Back to your question
I am sure that I do more of
these than anyone else in Canada but I do not know if I can help you any more
than the help you are already getting from KPMG. The Vancouver and Halifax
KPMG offices are some of the few places that I recommend for US / Canada Income
tax help as you will see at the end.
If you are leaving the country,
there may be significant departure taxes calculated on forms T1161, T1243 and
T1244. However, you are not obligated to pay those taxes if you post
security for them. The HSBC and other banks regularly provide letters of
credit to the CRA for this purpose.
This LOC allows you to defer
paying the tax to the CRA until you actually sell the article.
NO
LOC IS REQUIRED for Real Estate, Company pension plans or RRSP
accounts.
.
Usually, a LOC is only required if you are leaving
behind an active stock trading account.
Now the problem is that there are
very few people in Canada equipped to handle your cash stock trading account if
you are living in the United States or its territories because of US
securities Law which make it illegal for a Canadian Broker to even talk to you
on the phone about your account if you are physically in the United States
unless his Company and HE or SHE themselves have registered as well in the USA
AND the STATE you are in.
Even Fred Snyder, the man I recommend most can
only talk to those in Ontario and BC because of his licensing.
For
someone like yourself, I usually recommend Darryl Thompson at Blackmont
Securities in Toronto or Dan Walkow at Seabank Capital in White Rock. You are
here so you should call Dan. If you go to www.Seabankcapital.com you will see
what I mean because it starts off with a US / Canadian flag.
Dan does
regular lectures in LA, San Diego, Palm Springs and Phoenix for the different
Canadian Clubs there.
You can get hold of him at
Telephone: 604-541-9952 | Toll Free:
1-866-541-9952 | Fax:
604-542-5642
D.G.
(Dan) Walkow, CFA, CMT, Managing Director & Portfolio Manager:
dan@seabankcapital.com
Ajbinder (AJ) Sull, BBA,
MBA, CFA, Portfolio Manager: aj@seabankcapital.com
Paul Bains, BBA, MBA,
CFP, Associate Portfolio Manager: paul@seabankcapital.com
Seabank Capital Management
Inc.
Suite 301, 1959-152nd Street
White Rock, British
Columbia, Canada V4A 9E3
With regard to who to deal with, the people I recommend
for this kind of information (other than myself of course)
are:
Gary Gauvin is absolutely
qualified to deal with you. He is an old business partner of mine from
Ottawa. He now practices outside of Dallas Texas as a one or 1 1/2 person
office. If you deal with Gary, you will deal with Gary. He is a US
enrolled agent. You can find his website easily. Type - income Tax
Expert - into google. Gary will come up as number one or two.

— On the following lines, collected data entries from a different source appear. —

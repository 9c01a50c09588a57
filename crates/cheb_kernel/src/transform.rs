//! Discrete Fourier transform pair used by basis conversion and
//! coefficient multiplication.
//!
//! Conventions: `fft` is unnormalised, `ifft` scales by `1/N`, so
//! `ifft(fft(x)) == x`.

use num_complex::Complex64;
use rustfft::FftPlanner;

/// Forward DFT: `X_k = sum_j x_j exp(-2 pi i j k / N)`.
pub fn fft(input: &[Complex64]) -> Vec<Complex64> {
    let mut buffer = input.to_vec();
    if buffer.is_empty() {
        return buffer;
    }
    let mut planner = FftPlanner::new();
    let plan = planner.plan_fft_forward(buffer.len());
    plan.process(&mut buffer);
    buffer
}

/// Inverse DFT with `1/N` normalisation.
pub fn ifft(input: &[Complex64]) -> Vec<Complex64> {
    let mut buffer = input.to_vec();
    if buffer.is_empty() {
        return buffer;
    }
    let n = buffer.len();
    let mut planner = FftPlanner::new();
    let plan = planner.plan_fft_inverse(n);
    plan.process(&mut buffer);
    let scale = 1.0 / n as f64;
    for z in &mut buffer {
        *z *= scale;
    }
    buffer
}
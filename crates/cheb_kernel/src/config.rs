//! Numerical constants shared by the kernel.

use crate::error::ChebError;

/// Interior split point used when the rootfinder subdivides `[-1, 1]`.
///
/// Slightly left of zero so that odd and even functions do not place a
/// root exactly on the seam.
pub const SPLIT_POINT: f64 = -0.004849834917525;

/// Largest series length solved directly with a colleague matrix.
pub const COLLEAGUE_MAX_LEN: usize = 50;

/// Largest power of two tried by the adaptive constructor.
pub const MAX_POW2: u32 = 16;

/// Immutable numerical settings, built once and passed by reference.
#[derive(Debug, Clone, Copy, PartialEq)]
pub struct ChebConfig {
    /// Relative tolerance; defaults to machine epsilon.
    pub eps: f64,
    /// Interior point at which the rootfinder splits `[-1, 1]`.
    pub split_point: f64,
    /// Series longer than this are subdivided before rootfinding.
    pub colleague_max_len: usize,
    /// Adaptive construction stops at `2^max_pow2 + 1` points.
    pub max_pow2: u32,
    /// Subdivision stops at this depth and solves whatever is left directly.
    pub max_subdivision_depth: u32,
    /// Subdivision stops once a piece is narrower than this (canonical units).
    pub min_subinterval_width: f64,
    /// Whether [`ChebSeries::roots`](crate::ChebSeries::roots) runs Newton polishing.
    pub polish_roots: bool,
}

impl Default for ChebConfig {
    fn default() -> Self {
        Self {
            eps: f64::EPSILON,
            split_point: SPLIT_POINT,
            colleague_max_len: COLLEAGUE_MAX_LEN,
            max_pow2: MAX_POW2,
            max_subdivision_depth: 40,
            min_subinterval_width: 1e-12,
            polish_roots: true,
        }
    }
}

impl ChebConfig {
    /// Same defaults with a different base tolerance.
    pub fn with_eps(eps: f64) -> Self {
        Self {
            eps,
            ..Self::default()
        }
    }

    /// Imaginary-part cutoff used by the rootfinder (`100 * eps`).
    pub fn default_htol(&self) -> f64 {
        1e2 * self.eps
    }

    /// Step-size tolerance used by Newton polishing (`2 * eps`).
    pub fn default_newton_tol(&self) -> f64 {
        2.0 * self.eps
    }

    pub fn validate(&self) -> Result<(), ChebError> {
        if !self.eps.is_finite() || self.eps <= 0.0 || self.eps >= 1.0 {
            return Err(ChebError::InvalidConfig("eps must lie in (0, 1)"));
        }
        if !(self.split_point > -1.0 && self.split_point < 1.0) {
            return Err(ChebError::InvalidConfig(
                "split_point must lie strictly inside (-1, 1)",
            ));
        }
        if self.colleague_max_len < 2 {
            return Err(ChebError::InvalidConfig(
                "colleague_max_len must be at least 2",
            ));
        }
        if self.max_pow2 < 4 || self.max_pow2 > 30 {
            return Err(ChebError::InvalidConfig("max_pow2 must lie in [4, 30]"));
        }
        if !(self.min_subinterval_width >= 0.0) {
            return Err(ChebError::InvalidConfig(
                "min_subinterval_width must be non-negative",
            ));
        }
        Ok(())
    }
}
//! Coefficient-space arithmetic on first-kind Chebyshev series.

use num_complex::Complex64;

use crate::error::ChebError;
use crate::scalar::{Kind, Scalar, classify};
use crate::transform::{fft, ifft};

/// Coefficients of the product of two series of equal length `n`,
/// truncated to the first `n` terms.
///
/// The product is formed by circular convolution of the doubled cosine
/// series, so it is exact up to degree `n - 1` and drops everything above.
pub fn multiply_coefficients<T: Scalar>(a: &[T], b: &[T]) -> Result<Vec<T>, ChebError> {
    if a.len() != b.len() {
        return Err(ChebError::LengthMismatch {
            what: "multiplication operand",
            expected: a.len(),
            found: b.len(),
        });
    }
    let n = a.len();
    if n == 0 {
        return Ok(Vec::new());
    }

    let fa = fft(&doubled_cosine_series(a));
    let fb = fft(&doubled_cosine_series(b));
    let spectrum: Vec<Complex64> = fa.iter().zip(fb.iter()).map(|(x, y)| x * y).collect();
    let ak = ifft(&spectrum);

    // Fold the two-sided result: out[0] = ak[0], out[i] = ak[i] + ak[m - i].
    let m = ak.len();
    let mut out: Vec<Complex64> = Vec::with_capacity(n);
    out.push(ak[0] * 0.25);
    for i in 1..n {
        out.push((ak[i] + ak[m - i]) * 0.25);
    }

    let inputs_real = classify(&to_complex(a)) == Kind::Real && classify(&to_complex(b)) == Kind::Real;
    Ok(out
        .into_iter()
        .map(|z| {
            if inputs_real {
                T::from_complex(Complex64::new(z.re, 0.0))
            } else {
                T::from_complex(z)
            }
        })
        .collect())
}

/// Coefficients of the derivative on `[-1, 1]`, one shorter than the input.
///
/// Constants (and empty input) differentiate to `[0]`.
pub fn differentiate_coefficients<T: Scalar>(coeffs: &[T]) -> Vec<T> {
    let n = coeffs.len();
    if n <= 1 {
        return vec![T::zero()];
    }
    // d_{k-1} = d_{k+1} + 2k c_k, from the top down, then halve d_0.
    let mut d = vec![T::zero(); n + 1];
    for k in (1..n).rev() {
        d[k - 1] = d[k + 1] + coeffs[k] * (2.0 * k as f64);
    }
    d[0] = d[0] * 0.5;
    d.truncate(n - 1);
    d
}

/// `[2 c_0, c_1, ..., c_{n-1}, c_{n-1}, ..., c_1]`
fn doubled_cosine_series<T: Scalar>(c: &[T]) -> Vec<Complex64> {
    let mut out = Vec::with_capacity(2 * c.len() - 1);
    out.push(c[0].to_complex() * 2.0);
    out.extend(c[1..].iter().map(|v| v.to_complex()));
    out.extend(c[1..].iter().rev().map(|v| v.to_complex()));
    out
}

fn to_complex<T: Scalar>(c: &[T]) -> Vec<Complex64> {
    c.iter().map(|v| v.to_complex()).collect()
}
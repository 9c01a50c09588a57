//! Chebyshev points of the second kind and their barycentric weights.

use std::f64::consts::PI;

/// `n` Chebyshev points of the second kind, `cos(k pi / (n - 1))` for
/// `k = n-1, ..., 0`, so the sequence runs from `-1` up to `1`.
///
/// `n = 1` gives the single point `0`; `n = 0` gives nothing.
pub fn chebyshev_points(n: usize) -> Vec<f64> {
    match n {
        0 => Vec::new(),
        1 => vec![0.0],
        _ => {
            let h = PI / (n - 1) as f64;
            (0..n).rev().map(|k| (k as f64 * h).cos()).collect()
        }
    }
}

/// Barycentric weights paired index-for-index with [`chebyshev_points`].
///
/// Unit magnitude with alternating sign, the last weight is `+0.5` and the
/// first is `±0.5`.
pub fn barycentric_weights(n: usize) -> Vec<f64> {
    match n {
        0 => Vec::new(),
        1 => vec![1.0],
        _ => {
            let mut w = vec![1.0; n];
            w[n - 1] = 0.5;
            for k in (0..n - 1).rev().step_by(2) {
                w[k] = -1.0;
            }
            w[0] *= 0.5;
            w
        }
    }
}

#[cfg(test)]
mod tests {
    use super::*;

    const EPS: f64 = 1e-15;

    #[test]
    fn degenerate_sizes() {
        assert!(chebyshev_points(0).is_empty());
        assert_eq!(chebyshev_points(1), vec![0.0]);
        assert!(barycentric_weights(0).is_empty());
        assert_eq!(barycentric_weights(1), vec![1.0]);
    }

    #[test]
    fn endpoints_and_order() {
        let x = chebyshev_points(5);
        assert_eq!(x.len(), 5);
        assert!((x[0] + 1.0).abs() < EPS);
        assert!((x[4] - 1.0).abs() < EPS);
        assert!(x[2].abs() < EPS);
        for pair in x.windows(2) {
            assert!(pair[0] < pair[1]);
        }
    }

    #[test]
    fn weights_five() {
        assert_eq!(barycentric_weights(5), vec![0.5, -1.0, 1.0, -1.0, 0.5]);
    }

    #[test]
    fn weights_four() {
        assert_eq!(barycentric_weights(4), vec![-0.5, 1.0, -1.0, 0.5]);
    }

    #[test]
    fn weights_two() {
        assert_eq!(barycentric_weights(2), vec![-0.5, 0.5]);
    }
}
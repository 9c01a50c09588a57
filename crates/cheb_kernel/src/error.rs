//! Error types for the Chebyshev kernel.

use std::error::Error;
use std::fmt::{Display, Formatter};

/// Contract violations reported by kernel operations.
///
/// Degenerate but well-shaped input (a zero series, an empty root set, an
/// evaluation point sitting on a node) is handled in place and never shows
/// up here.
#[derive(Debug, Clone, PartialEq)]
#[non_exhaustive]
pub enum ChebError {
    /// A sequence that must hold at least one element was empty.
    EmptyInput(&'static str),
    /// Two sequences that must be index-aligned have different lengths.
    LengthMismatch {
        what: &'static str,
        expected: usize,
        found: usize,
    },
    /// A [`ChebConfig`](crate::ChebConfig) field is out of range.
    InvalidConfig(&'static str),
    /// An argument is outside its documented domain.
    InvalidArgument(&'static str),
    /// An iterative solve hit its iteration limit.
    NoConvergence(&'static str),
}

impl Display for ChebError {
    fn fmt(&self, f: &mut Formatter<'_>) -> std::fmt::Result {
        match self {
            Self::EmptyInput(what) => write!(f, "empty input: {what}"),
            Self::LengthMismatch {
                what,
                expected,
                found,
            } => write!(f, "length mismatch for {what}: expected {expected}, found {found}"),
            Self::InvalidConfig(msg) => write!(f, "invalid config: {msg}"),
            Self::InvalidArgument(msg) => write!(f, "invalid argument: {msg}"),
            Self::NoConvergence(what) => write!(f, "no convergence: {what}"),
        }
    }
}

impl Error for ChebError {}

Why, because he is. If I am looking for a first or second opinion, I call
Gary. Disadvantage - Gary is a one and a half person office.

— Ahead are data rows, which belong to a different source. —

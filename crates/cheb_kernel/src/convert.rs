//! Conversion between samples at second-kind Chebyshev points and
//! first-kind Chebyshev coefficients.
//!
//! Both directions mirror the length-`n` sequence into an even signal of
//! length `2n - 2` and run one DFT, the discrete cosine transform in
//! disguise.

use num_complex::Complex64;

use crate::scalar::{Kind, Scalar, classify};
use crate::transform::{fft, ifft};

/// Coefficients of the interpolant through `values`, sampled at
/// [`chebyshev_points`](crate::chebyshev_points)`(n)` in that order.
///
/// Sequences of length 0 or 1 come back unchanged.
pub fn values_to_coefficients<T: Scalar>(values: &[T]) -> Vec<T> {
    let n = values.len();
    if n <= 1 {
        return values.to_vec();
    }
    let vals: Vec<Complex64> = values.iter().map(|v| v.to_complex()).collect();

    // [v_{n-1}, ..., v_0, v_1, ..., v_{n-2}]
    let mut signal: Vec<Complex64> = Vec::with_capacity(2 * n - 2);
    signal.extend(vals.iter().rev());
    signal.extend_from_slice(&vals[1..n - 1]);

    let mut coeffs = transform_by_kind(&signal, classify(&vals), ifft);
    coeffs.truncate(n);
    for c in &mut coeffs[1..n - 1] {
        *c *= 2.0;
    }
    coeffs.into_iter().map(T::from_complex).collect()
}

/// Values at [`chebyshev_points`](crate::chebyshev_points)`(n)` of the
/// series with first-kind `coefficients`. Inverse of
/// [`values_to_coefficients`].
pub fn coefficients_to_values<T: Scalar>(coefficients: &[T]) -> Vec<T> {
    let n = coefficients.len();
    if n <= 1 {
        return coefficients.to_vec();
    }
    let mut coeffs: Vec<Complex64> = coefficients.iter().map(|c| c.to_complex()).collect();
    let kind = classify(&coeffs);
    for c in &mut coeffs[1..n - 1] {
        *c *= 0.5;
    }

    // [c_0, ..., c_{n-1}, c_{n-2}, ..., c_1]
    let mut signal: Vec<Complex64> = Vec::with_capacity(2 * n - 2);
    signal.extend_from_slice(&coeffs);
    signal.extend(coeffs[1..n - 1].iter().rev());

    let vals = transform_by_kind(&signal, kind, fft);
    vals[..n].iter().rev().map(|&z| T::from_complex(z)).collect()
}

/// Run `transform` on the component that carries information so that purely
/// real or purely imaginary input does not pick up rounding noise in the
/// other component.
fn transform_by_kind<F>(signal: &[Complex64], kind: Kind, transform: F) -> Vec<Complex64>
where
    F: Fn(&[Complex64]) -> Vec<Complex64>,
{
    match kind {
        Kind::Real => transform(signal)
            .into_iter()
            .map(|z| Complex64::new(z.re, 0.0))
            .collect(),
        Kind::Imaginary => {
            let imag: Vec<Complex64> = signal.iter().map(|z| Complex64::new(z.im, 0.0)).collect();
            transform(&imag)
                .into_iter()
                .map(|z| Complex64::new(0.0, z.re))
                .collect()
        }
        Kind::Complex => transform(signal),
    }
}
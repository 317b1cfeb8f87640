use std::fmt;
use std::time::Duration;

use async_trait::async_trait;
use thiserror::Error;
use tokio::sync::oneshot;
use tokio::time::timeout;
use tracing::{error, info, warn};

use crate::config::TimingConfig;

#[derive(Debug, Clone, Copy, PartialEq, Eq, Hash)]
pub enum Stage {
    Storage,
    StatusIndicator,
    InitialCheck,
    Network,
    SensorConfig,
    Sampling,
    Reporting,
    ConfigIngest,
    StorageMaintenance,
}

impl Stage {
    pub fn as_str(self) -> &'static str {
        match self {
            Stage::Storage => "storage",
            Stage::StatusIndicator => "status_indicator",
            Stage::InitialCheck => "initial_check",
            Stage::Network => "network",
            Stage::SensorConfig => "sensor_config",
            Stage::Sampling => "sampling",
            Stage::Reporting => "reporting",
            Stage::ConfigIngest => "config_ingest",
            Stage::StorageMaintenance => "storage_maintenance",
        }
    }
}

impl fmt::Display for Stage {
    fn fmt(&self, f: &mut fmt::Formatter<'_>) -> fmt::Result {
        f.write_str(self.as_str())
    }
}

#[derive(Debug, Clone, Copy, PartialEq, Eq)]
pub enum Fallback {
    RelyOnWorkerRetry,
    CompiledDefaults,
}

#[derive(Debug, Clone, Copy, PartialEq, Eq)]
pub enum TimeoutPolicy {
    Fatal,
    Continue(Fallback),
}

#[derive(Debug, Clone, Copy, PartialEq, Eq)]
pub enum FailurePolicy {
    Fatal,
    BestEffort,
}

#[derive(Debug, Clone, Copy, PartialEq, Eq)]
pub struct StageSpec {
    pub stage: Stage,
    pub gate: Option<Duration>,
    pub on_timeout: TimeoutPolicy,
    pub on_failure: FailurePolicy,
}

impl StageSpec {
    const fn ungated(stage: Stage, on_failure: FailurePolicy) -> Self {
        Self {
            stage,
            gate: None,
            on_timeout: TimeoutPolicy::Fatal,
            on_failure,
        }
    }

    const fn gated(stage: Stage, gate: Duration, on_timeout: TimeoutPolicy) -> Self {
        Self {
            stage,
            gate: Some(gate),
            on_timeout,
            on_failure: FailurePolicy::Fatal,
        }
    }
}

pub fn default_plan(timing: &TimingConfig) -> Vec<StageSpec> {
    vec![
        StageSpec::ungated(Stage::Storage, FailurePolicy::Fatal),
        StageSpec::ungated(Stage::StatusIndicator, FailurePolicy::Fatal),
        StageSpec::gated(
            Stage::InitialCheck,
            Duration::from_secs(timing.initial_check_gate_secs),
            TimeoutPolicy::Fatal,
        ),
        StageSpec::gated(
            Stage::Network,
            Duration::from_secs(timing.network_gate_secs),
            TimeoutPolicy::Continue(Fallback::RelyOnWorkerRetry),
        ),
        StageSpec::gated(
            Stage::SensorConfig,
            Duration::from_secs(timing.sensor_config_gate_secs),
            TimeoutPolicy::Continue(Fallback::CompiledDefaults),
        ),
        StageSpec::ungated(Stage::Sampling, FailurePolicy::Fatal),
        StageSpec::ungated(Stage::Reporting, FailurePolicy::Fatal),
        StageSpec::ungated(Stage::ConfigIngest, FailurePolicy::BestEffort),
        StageSpec::ungated(Stage::StorageMaintenance, FailurePolicy::Fatal),
    ]
}

#[derive(Debug, Clone, Error, PartialEq, Eq)]
pub enum StartupError {
    #[error("fatal failure in stage {stage}: {reason}")]
    Fatal { stage: Stage, reason: String },
}

#[derive(Debug, Clone, Error, PartialEq, Eq)]
#[error("{0}")]
pub struct StageFailure(pub String);

#[derive(Debug)]
pub struct GateSignal {
    stage: Stage,
    tx: oneshot::Sender<()>,
}

impl GateSignal {
    pub fn pair(stage: Stage) -> (GateSignal, oneshot::Receiver<()>) {
        let (tx, rx) = oneshot::channel();
        (GateSignal { stage, tx }, rx)
    }

    pub fn stage(&self) -> Stage {
        self.stage
    }

    pub fn complete(self) {
        // The sequencer may have timed out and moved on already.
        let _ = self.tx.send(());
    }
}

#[async_trait]
pub trait StageLauncher: Send {
    async fn launch(&mut self, stage: Stage, gate: Option<GateSignal>) -> Result<(), StageFailure>;

    async fn apply_fallback(&mut self, stage: Stage, fallback: Fallback);

    async fn ready(&mut self) {}
}

#[derive(Debug, Clone, PartialEq, Eq)]
pub enum StartupEvent {
    Started(Stage),
    Completed(Stage),
    TimedOut(Stage),
    FellBack(Stage, Fallback),
    Failed(Stage, String),
}

#[derive(Debug, Clone, Default, PartialEq, Eq)]
pub struct StartupReport {
    pub trace: Vec<StartupEvent>,
}

impl StartupReport {
    pub fn position(&self, event: &StartupEvent) -> Option<usize> {
        self.trace.iter().position(|e| e == event)
    }

    pub fn happened_before(&self, first: &StartupEvent, second: &StartupEvent) -> bool {
        match (self.position(first), self.position(second)) {
            (Some(a), Some(b)) => a < b,
            _ => false,
        }
    }

    pub fn fallbacks(&self) -> Vec<(Stage, Fallback)> {
        self.trace
            .iter()
            .filter_map(|event| match event {
                StartupEvent::FellBack(stage, fallback) => Some((*stage, *fallback)),
                _ => None,
            })
            .collect()
    }
}

pub struct StartupSequencer {
    plan: Vec<StageSpec>,
}

impl StartupSequencer {
    pub fn new(plan: Vec<StageSpec>) -> Self {
        Self { plan }
    }

    pub fn plan(&self) -> &[StageSpec] {
        &self.plan
    }

    /// Runs every stage strictly in order. A stage never starts before the
    /// previous gated stage completed or timed out.
    pub async fn run<L: StageLauncher + ?Sized>(&self, launcher: &mut L) -> Result<StartupReport, StartupError> {
        let mut report = StartupReport::default();

        for spec in &self.plan {
            let stage = spec.stage;
            info!(%stage, "starting stage");
            report.trace.push(StartupEvent::Started(stage));

            let (gate, done) = match spec.gate {
                Some(_) => {
                    let (gate, rx) = GateSignal::pair(stage);
                    (Some(gate), Some(rx))
                }
                None => (None, None),
            };

            if let Err(failure) = launcher.launch(stage, gate).await {
                report.trace.push(StartupEvent::Failed(stage, failure.0.clone()));
                match spec.on_failure {
                    FailurePolicy::Fatal => {
                        error!(%stage, reason = %failure, "stage failed");
                        return Err(StartupError::Fatal {
                            stage,
                            reason: failure.0,
                        });
                    }
                    FailurePolicy::BestEffort => {
                        warn!(%stage, reason = %failure, "optional stage failed, continuing");
                        continue;
                    }
                }
            }

            let (Some(limit), Some(done)) = (spec.gate, done) else {
                report.trace.push(StartupEvent::Completed(stage));
                continue;
            };

            match timeout(limit, done).await {
                Ok(Ok(())) => {
                    info!(%stage, "stage ready");
                    report.trace.push(StartupEvent::Completed(stage));
                }
                outcome => {
                    if matches!(outcome, Ok(Err(_))) {
                        warn!(%stage, "stage dropped its gate without signalling");
                    } else {
                        warn!(%stage, limit_s = limit.as_secs(), "stage gate timed out");
                    }
                    report.trace.push(StartupEvent::TimedOut(stage));
                    match spec.on_timeout {
                        TimeoutPolicy::Fatal => {
                            error!(%stage, "gate timeout is fatal");
                            return Err(StartupError::Fatal {
                                stage,
                                reason: "gate timed out".to_string(),
                            });
                        }
                        TimeoutPolicy::Continue(fallback) => {
                            info!(%stage, ?fallback, "continuing with fallback");
                            launcher.apply_fallback(stage, fallback).await;
                            report.trace.push(StartupEvent::FellBack(stage, fallback));
                        }
                    }
                }
            }
        }

        launcher.ready().await;
        info!(stages = self.plan.len(), "startup complete");
        Ok(report)
    }
}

Advantage - You will always get to talk to Gary.
Gary likes
corporations. I and my four associates do not like them. I like
dealing with individuals who deal cross-border withOUT
corporations.
OR KPMG in Vancouver. The last
time I checked they had 22 people in their US/Canada department.
call (604) 691-3025. Advantage - Lots of Backup. Disadvantage - It
will be hard to get the same person to deal with you three times in a
row.
OR Steve Peters with KPMG in Halifax (902)
492-6011
OR Kevin Nightingale in Toronto (416)
733-9595
OR Mark
Serbinski in Toronto
(416)733-0300
OR Len
Vandenberg with BDO Dunwoody in Kelowna, BC. (250)
763-7600
OR Steve Katz in Vancouver
at (604) 732-1515
OR Brad Howland in
Victoria at (250) 598-6258
Whoever you choose, you would likely do well
to consult with me for one or two hours a year. If I have a suggestion, it
will be worth it. If I can't come up with anything, you will know that
what you are doing is likely the best track. I will compare it to my
dentist, Ed Clarke. When I went in the fall of 2005, I ended up with
$16,000 to $18,000 of dental bills, a root canal, a bunch of pain, and a lot of
nice new caps, etc.
When I went for an inspection on Jan 29, 2008,
he could not find anything wrong except that I was not flossing.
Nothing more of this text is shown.